[REQUIRED WORK]: Set down exactly, from the records below, the line with "filename crates/infra/src/config.rs" through the line with "use anyhow::Context;", and nothing else.

[Saved entries]

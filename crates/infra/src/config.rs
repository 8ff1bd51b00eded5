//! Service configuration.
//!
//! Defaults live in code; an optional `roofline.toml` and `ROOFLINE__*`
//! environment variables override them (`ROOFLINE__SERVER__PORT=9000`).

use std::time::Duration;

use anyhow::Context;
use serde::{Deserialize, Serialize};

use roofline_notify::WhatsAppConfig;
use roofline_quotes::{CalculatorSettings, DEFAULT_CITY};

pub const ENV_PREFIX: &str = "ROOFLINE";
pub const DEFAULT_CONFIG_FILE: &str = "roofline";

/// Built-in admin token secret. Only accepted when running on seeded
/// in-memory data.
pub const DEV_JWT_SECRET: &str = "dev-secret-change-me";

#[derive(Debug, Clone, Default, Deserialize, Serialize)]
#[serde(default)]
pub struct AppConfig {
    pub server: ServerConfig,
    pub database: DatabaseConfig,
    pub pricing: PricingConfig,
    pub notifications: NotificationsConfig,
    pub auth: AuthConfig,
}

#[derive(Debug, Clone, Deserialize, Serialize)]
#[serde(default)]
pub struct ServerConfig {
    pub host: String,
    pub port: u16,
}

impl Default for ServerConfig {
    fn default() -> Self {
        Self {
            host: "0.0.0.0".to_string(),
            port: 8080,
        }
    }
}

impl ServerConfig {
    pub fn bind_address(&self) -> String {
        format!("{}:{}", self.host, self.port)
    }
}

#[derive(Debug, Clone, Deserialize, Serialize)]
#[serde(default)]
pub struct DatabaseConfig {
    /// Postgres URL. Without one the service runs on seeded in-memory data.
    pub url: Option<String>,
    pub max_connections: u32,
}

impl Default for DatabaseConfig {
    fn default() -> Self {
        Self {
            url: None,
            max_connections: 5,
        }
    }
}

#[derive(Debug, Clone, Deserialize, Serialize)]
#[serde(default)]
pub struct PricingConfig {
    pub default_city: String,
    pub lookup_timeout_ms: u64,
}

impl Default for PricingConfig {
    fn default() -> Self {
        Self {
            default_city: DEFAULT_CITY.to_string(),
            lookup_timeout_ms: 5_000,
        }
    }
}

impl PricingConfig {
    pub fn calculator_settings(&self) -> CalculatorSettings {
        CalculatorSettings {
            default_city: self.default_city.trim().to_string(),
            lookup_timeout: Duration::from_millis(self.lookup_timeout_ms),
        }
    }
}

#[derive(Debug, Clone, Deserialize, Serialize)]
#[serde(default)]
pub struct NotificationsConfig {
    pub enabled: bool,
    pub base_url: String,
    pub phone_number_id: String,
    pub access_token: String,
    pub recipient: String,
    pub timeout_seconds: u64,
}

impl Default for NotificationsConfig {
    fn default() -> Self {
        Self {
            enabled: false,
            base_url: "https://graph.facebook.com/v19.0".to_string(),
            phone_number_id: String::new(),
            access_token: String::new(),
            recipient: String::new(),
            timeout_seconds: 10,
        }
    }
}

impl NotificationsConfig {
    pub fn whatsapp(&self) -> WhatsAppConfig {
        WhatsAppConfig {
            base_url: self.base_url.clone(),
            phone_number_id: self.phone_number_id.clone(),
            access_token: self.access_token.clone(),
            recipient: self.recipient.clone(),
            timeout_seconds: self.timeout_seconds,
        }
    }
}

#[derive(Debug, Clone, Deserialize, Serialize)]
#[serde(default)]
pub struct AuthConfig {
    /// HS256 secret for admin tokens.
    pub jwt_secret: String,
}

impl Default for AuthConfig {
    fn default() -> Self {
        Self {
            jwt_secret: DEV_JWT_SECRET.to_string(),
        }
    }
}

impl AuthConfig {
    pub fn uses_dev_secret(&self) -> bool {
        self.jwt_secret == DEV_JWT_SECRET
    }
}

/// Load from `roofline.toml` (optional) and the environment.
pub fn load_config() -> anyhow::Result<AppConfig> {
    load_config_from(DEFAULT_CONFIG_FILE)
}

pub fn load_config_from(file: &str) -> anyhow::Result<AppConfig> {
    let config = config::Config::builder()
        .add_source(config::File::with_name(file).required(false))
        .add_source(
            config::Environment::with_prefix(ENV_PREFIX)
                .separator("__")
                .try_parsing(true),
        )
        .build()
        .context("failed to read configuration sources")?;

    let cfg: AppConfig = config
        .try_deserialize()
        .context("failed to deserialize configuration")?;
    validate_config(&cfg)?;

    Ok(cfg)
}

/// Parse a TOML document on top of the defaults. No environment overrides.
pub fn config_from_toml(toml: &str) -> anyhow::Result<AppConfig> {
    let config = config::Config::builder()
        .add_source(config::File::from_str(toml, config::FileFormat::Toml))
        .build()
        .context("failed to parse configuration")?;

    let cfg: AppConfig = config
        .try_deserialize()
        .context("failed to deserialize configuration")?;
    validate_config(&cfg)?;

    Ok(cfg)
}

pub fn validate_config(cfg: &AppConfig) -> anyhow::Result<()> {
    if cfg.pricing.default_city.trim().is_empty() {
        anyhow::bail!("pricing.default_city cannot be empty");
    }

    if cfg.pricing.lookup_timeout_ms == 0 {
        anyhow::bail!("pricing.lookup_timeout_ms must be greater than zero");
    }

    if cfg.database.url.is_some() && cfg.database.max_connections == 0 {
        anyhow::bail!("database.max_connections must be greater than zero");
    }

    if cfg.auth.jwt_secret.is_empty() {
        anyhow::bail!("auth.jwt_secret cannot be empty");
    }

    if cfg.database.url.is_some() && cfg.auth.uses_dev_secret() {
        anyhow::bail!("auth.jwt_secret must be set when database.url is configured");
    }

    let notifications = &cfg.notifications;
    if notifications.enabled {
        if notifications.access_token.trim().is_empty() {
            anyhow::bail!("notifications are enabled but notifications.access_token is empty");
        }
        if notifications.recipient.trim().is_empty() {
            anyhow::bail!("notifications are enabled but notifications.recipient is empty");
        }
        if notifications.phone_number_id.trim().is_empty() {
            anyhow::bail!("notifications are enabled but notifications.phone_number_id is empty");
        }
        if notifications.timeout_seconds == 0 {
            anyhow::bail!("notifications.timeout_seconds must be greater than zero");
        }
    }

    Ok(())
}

* * *

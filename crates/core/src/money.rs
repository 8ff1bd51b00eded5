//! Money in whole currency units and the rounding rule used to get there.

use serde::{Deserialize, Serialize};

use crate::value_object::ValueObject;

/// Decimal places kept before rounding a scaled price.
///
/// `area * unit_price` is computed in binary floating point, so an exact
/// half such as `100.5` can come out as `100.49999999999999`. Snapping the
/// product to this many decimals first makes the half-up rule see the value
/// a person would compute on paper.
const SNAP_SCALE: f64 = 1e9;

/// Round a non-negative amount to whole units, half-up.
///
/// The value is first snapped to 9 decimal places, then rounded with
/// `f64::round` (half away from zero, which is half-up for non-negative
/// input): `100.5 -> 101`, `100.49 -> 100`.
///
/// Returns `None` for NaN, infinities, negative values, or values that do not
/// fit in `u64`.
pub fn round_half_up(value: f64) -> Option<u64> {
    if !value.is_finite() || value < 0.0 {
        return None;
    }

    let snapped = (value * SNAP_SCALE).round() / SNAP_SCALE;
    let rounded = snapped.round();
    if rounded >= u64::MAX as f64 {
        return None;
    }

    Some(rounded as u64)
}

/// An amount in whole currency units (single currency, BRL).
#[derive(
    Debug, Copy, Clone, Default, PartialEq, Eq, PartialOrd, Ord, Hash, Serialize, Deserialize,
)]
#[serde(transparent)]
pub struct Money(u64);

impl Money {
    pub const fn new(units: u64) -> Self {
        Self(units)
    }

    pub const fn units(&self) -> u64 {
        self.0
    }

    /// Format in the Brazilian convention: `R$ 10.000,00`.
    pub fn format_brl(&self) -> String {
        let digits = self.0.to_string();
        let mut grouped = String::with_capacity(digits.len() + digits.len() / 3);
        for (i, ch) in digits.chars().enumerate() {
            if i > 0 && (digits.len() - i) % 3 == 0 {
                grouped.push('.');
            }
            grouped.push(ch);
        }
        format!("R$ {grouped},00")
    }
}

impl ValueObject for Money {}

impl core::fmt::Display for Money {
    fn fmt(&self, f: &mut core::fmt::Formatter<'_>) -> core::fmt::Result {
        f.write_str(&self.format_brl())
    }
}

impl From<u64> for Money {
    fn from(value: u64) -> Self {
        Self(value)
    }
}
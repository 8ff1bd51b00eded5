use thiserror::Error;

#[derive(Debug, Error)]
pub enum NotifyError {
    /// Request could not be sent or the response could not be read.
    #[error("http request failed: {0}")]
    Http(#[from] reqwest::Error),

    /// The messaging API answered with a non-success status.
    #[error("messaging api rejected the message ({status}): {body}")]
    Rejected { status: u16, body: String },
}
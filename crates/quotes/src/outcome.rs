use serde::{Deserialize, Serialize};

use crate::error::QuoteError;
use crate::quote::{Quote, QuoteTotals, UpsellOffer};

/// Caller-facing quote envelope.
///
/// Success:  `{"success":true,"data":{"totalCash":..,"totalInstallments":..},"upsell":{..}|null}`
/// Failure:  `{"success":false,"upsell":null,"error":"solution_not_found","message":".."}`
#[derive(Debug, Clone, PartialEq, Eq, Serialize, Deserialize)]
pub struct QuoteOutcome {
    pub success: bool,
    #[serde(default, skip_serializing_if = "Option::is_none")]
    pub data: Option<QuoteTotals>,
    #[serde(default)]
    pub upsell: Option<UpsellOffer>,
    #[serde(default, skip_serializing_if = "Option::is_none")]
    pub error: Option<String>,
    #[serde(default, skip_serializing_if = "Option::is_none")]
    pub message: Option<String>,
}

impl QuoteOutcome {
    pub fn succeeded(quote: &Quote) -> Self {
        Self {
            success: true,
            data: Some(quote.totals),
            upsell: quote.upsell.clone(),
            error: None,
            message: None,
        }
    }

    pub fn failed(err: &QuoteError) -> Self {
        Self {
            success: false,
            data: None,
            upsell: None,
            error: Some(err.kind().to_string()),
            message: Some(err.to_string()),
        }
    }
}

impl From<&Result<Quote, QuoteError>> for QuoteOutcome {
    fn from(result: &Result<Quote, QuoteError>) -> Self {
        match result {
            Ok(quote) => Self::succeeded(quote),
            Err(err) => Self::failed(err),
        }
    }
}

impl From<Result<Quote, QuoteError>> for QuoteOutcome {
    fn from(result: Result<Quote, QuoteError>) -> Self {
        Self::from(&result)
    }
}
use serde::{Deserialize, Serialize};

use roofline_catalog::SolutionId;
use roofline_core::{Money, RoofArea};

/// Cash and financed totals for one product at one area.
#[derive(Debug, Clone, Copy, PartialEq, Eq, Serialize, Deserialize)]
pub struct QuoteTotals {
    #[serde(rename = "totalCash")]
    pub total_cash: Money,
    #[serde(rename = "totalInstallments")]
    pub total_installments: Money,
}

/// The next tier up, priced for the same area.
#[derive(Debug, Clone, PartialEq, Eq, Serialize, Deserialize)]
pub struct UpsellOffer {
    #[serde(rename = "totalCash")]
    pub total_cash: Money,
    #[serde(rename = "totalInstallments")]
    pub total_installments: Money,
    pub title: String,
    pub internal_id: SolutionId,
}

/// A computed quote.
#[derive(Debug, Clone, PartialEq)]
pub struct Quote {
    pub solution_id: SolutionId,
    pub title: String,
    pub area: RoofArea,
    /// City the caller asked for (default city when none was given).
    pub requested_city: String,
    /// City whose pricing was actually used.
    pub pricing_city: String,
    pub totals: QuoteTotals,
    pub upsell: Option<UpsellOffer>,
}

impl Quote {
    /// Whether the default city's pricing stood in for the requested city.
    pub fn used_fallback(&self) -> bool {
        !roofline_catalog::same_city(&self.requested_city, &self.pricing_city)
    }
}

[RESULT BELOW]:
filename crates/infra/src/config.rs
repository 8ff1bd51b00eded5
//! Service configuration.
//!
//! Defaults live in code; an optional `roofline.toml` and `ROOFLINE__*`
//! environment variables override them (`ROOFLINE__SERVER__PORT=9000`).

use std::time::Duration;

use anyhow::Context;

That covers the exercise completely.